Ed è interessante osservare che, rispetto a
questa traduzione italiana, il testo originale tedesco (der Klasse zum Bewusstsein zu bringen
= portare alla coscienza della
classe) è ancor più vicino a quanto dirà poi Lenin.
E' proprio la
conoscenza scientifica della realtà che permette al Partito di orientare e
guidare la classe operaia e i suoi naturali alleati non inseguendone i movimenti
per presentarsi come una "sponda" politica di questi e, da ultimo,
come una loro "sintesi" a posteriori (il Partito "memoria delle
masse", come lo chiamava Rossana Rossanda), ma anticipando e prevedendo il corso generale degli eventi e le
questioni che ne scaturiscono.
"L'ideologo
merita di essere chiamato ideologo solo allorquando precede il movimento spontaneo e gli indica la via, quando sa
risolvere prima degli altri tutte le
questioni politiche, tattiche e organizzative che si pongono
"spontaneamente agli "elementi materiali" del movimento"

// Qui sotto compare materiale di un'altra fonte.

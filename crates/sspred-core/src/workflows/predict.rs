use crate::core::models::sequence::Sequence;
use crate::core::models::structure::StructureAssignment;
use crate::core::tables::context::ContextMatrixTable;
use crate::core::tables::propensity::PropensityTable;
use crate::engine::assembler::assemble;
use crate::engine::config::{Method, PredictionConfig};
use crate::engine::context_scoring::predict_by_context;
use crate::engine::error::EngineError;
use tracing::{debug, info, instrument};

/// Chou-Fasman prediction with the built-in table.
///
/// Returns one of `H`, `E`, `T` or `C` per input character.
pub fn predict_structure(sequence: &str) -> String {
    assemble(&Sequence::from(sequence), PropensityTable::chou_fasman()).to_string()
}

/// GOR context prediction with the built-in matrices.
///
/// Returns one of `H`, `E` or `T` per input character; the input is upper-cased
/// before lookup.
pub fn context_predict_structure(sequence: &str) -> String {
    predict_by_context(&Sequence::from(sequence), ContextMatrixTable::gor()).to_string()
}

#[derive(Debug, Clone, PartialEq)]
pub struct Prediction {
    pub method: Method,
    pub assignment: StructureAssignment,
}

#[derive(Debug, Clone, PartialEq)]
pub struct PredictionReport {
    pub sequence: Sequence,
    pub predictions: Vec<Prediction>,
}

#[derive(Debug, Clone)]
pub struct Predictor {
    propensities: PropensityTable,
    context: ContextMatrixTable,
}

impl Default for Predictor {
    fn default() -> Self {
        Self::new(
            PropensityTable::chou_fasman().clone(),
            ContextMatrixTable::gor().clone(),
        )
    }
}

impl Predictor {
    pub fn new(propensities: PropensityTable, context: ContextMatrixTable) -> Self {
        Self {
            propensities,
            context,
        }
    }

    /// Loads any table the configuration points at and falls back to the
    /// built-in tables otherwise.
    pub fn from_config(config: &PredictionConfig) -> Result<Self, EngineError> {
        let propensities = match &config.propensity_table_path {
            Some(path) => {
                info!("Loading propensity table from {:?}", path);
                PropensityTable::load(path)?
            }
            None => PropensityTable::chou_fasman().clone(),
        };
        let context = match &config.context_table_path {
            Some(path) => {
                info!("Loading context matrices from {:?}", path);
                ContextMatrixTable::load(path)?
            }
            None => ContextMatrixTable::gor().clone(),
        };
        debug!(
            propensity_entries = propensities.len(),
            "Predictor tables ready."
        );
        Ok(Self::new(propensities, context))
    }

    pub fn propensities(&self) -> &PropensityTable {
        &self.propensities
    }

    pub fn context(&self) -> &ContextMatrixTable {
        &self.context
    }

    pub fn predict(&self, method: Method, sequence: &Sequence) -> StructureAssignment {
        match method {
            Method::ChouFasman => assemble(sequence, &self.propensities),
            Method::Gor => predict_by_context(sequence, &self.context),
        }
    }

    #[instrument(skip_all, name = "prediction_workflow")]
    pub fn run(&self, sequence: &Sequence, methods: &[Method]) -> PredictionReport {
        info!(
            "Predicting secondary structure for {} residues with {} method(s).",
            sequence.len(),
            methods.len()
        );
        let predictions = methods
            .iter()
            .map(|&method| Prediction {
                method,
                assignment: self.predict(method, sequence),
            })
            .collect();
        PredictionReport {
            sequence: sequence.clone(),
            predictions,
        }
    }
}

(Lenin, Un colloquio con i sostenitori
dell'economismo, in Opere, vol. V
cit., p. 292).
E' proprio
questa funzione anticipatrice del
Partito che viene negata da tutti gli spontaneisti e movimentisti, vecchi e
nuovi (la concezione, e la pratica, del gruppo dirigente bertinottiano di
"Rifondazione" sono poi così lontane da quelle dei vecchi dirigenti
del "Manifesto" ?)
Una seconda
accusa che è stata mossa a Lenin è quella di avere, di fatto, posto le basi per
la creazione di un "partito di intellettuali borghesi", detentori
della teoria e, in quanto tali, dirigenti naturali del proletariato. Nulla di
più lontano dal vero.
Gli
intellettuali di origine e formazione borghese non sono (come tanti di loro
credono) i depositari del marxismo e
del leninismo; essi hanno svolto, nel passato, una funzione storica non solo
utile, ma determinante, per lo sviluppo del movimento operaio e del Partito; e
tuttora possono dare il loro contributo alla causa rivoluzionaria, se sapranno
legarsi in modo indissolubile alla classe operaia, Ma il marxismo-leninismo come scienza della rivoluzione è perfettamente
accessibile agli elementi di avanguardia della classe operaia, che, come
Lenin sottolinea nel Che fare?, lo
"assimilano facilmente"; e, assimilandolo, diventano gli intellettuali organici della classe
(come li chiamava Gramsci) e i dirigenti
naturali del proletariato. E' proprio a questi operai di avanguardia, agli
elementi migliori e più avanzati della loro classe, che spetta principalmente
il compito di far crescere la
coscienza rivoluzionaria socialista nel seno del proletariato. La degenerazione
revisionista del Partito Comunista Italiano e la sua finale liquidazione è stata
dovuta, in gran parte, alla graduale eliminazione dei quadri di origine e di
esperienza operaia dalle funzioni dirigenti, e alla loro sostituzione con uno
stuolo di intellettuali di formazione culturale idealistica e di origine
piccolo-borghese. E' una lezione negativa che non possiamo dimenticare. Sono
gli elementi avanzati del proletariato che dovranno costituire il nerbo essenziale dei quadri dirigenti del
Partito comunista che dobbiamo ricostruire in Italia; ed è a loro che si
rivolge principalmente questa nostra rivista.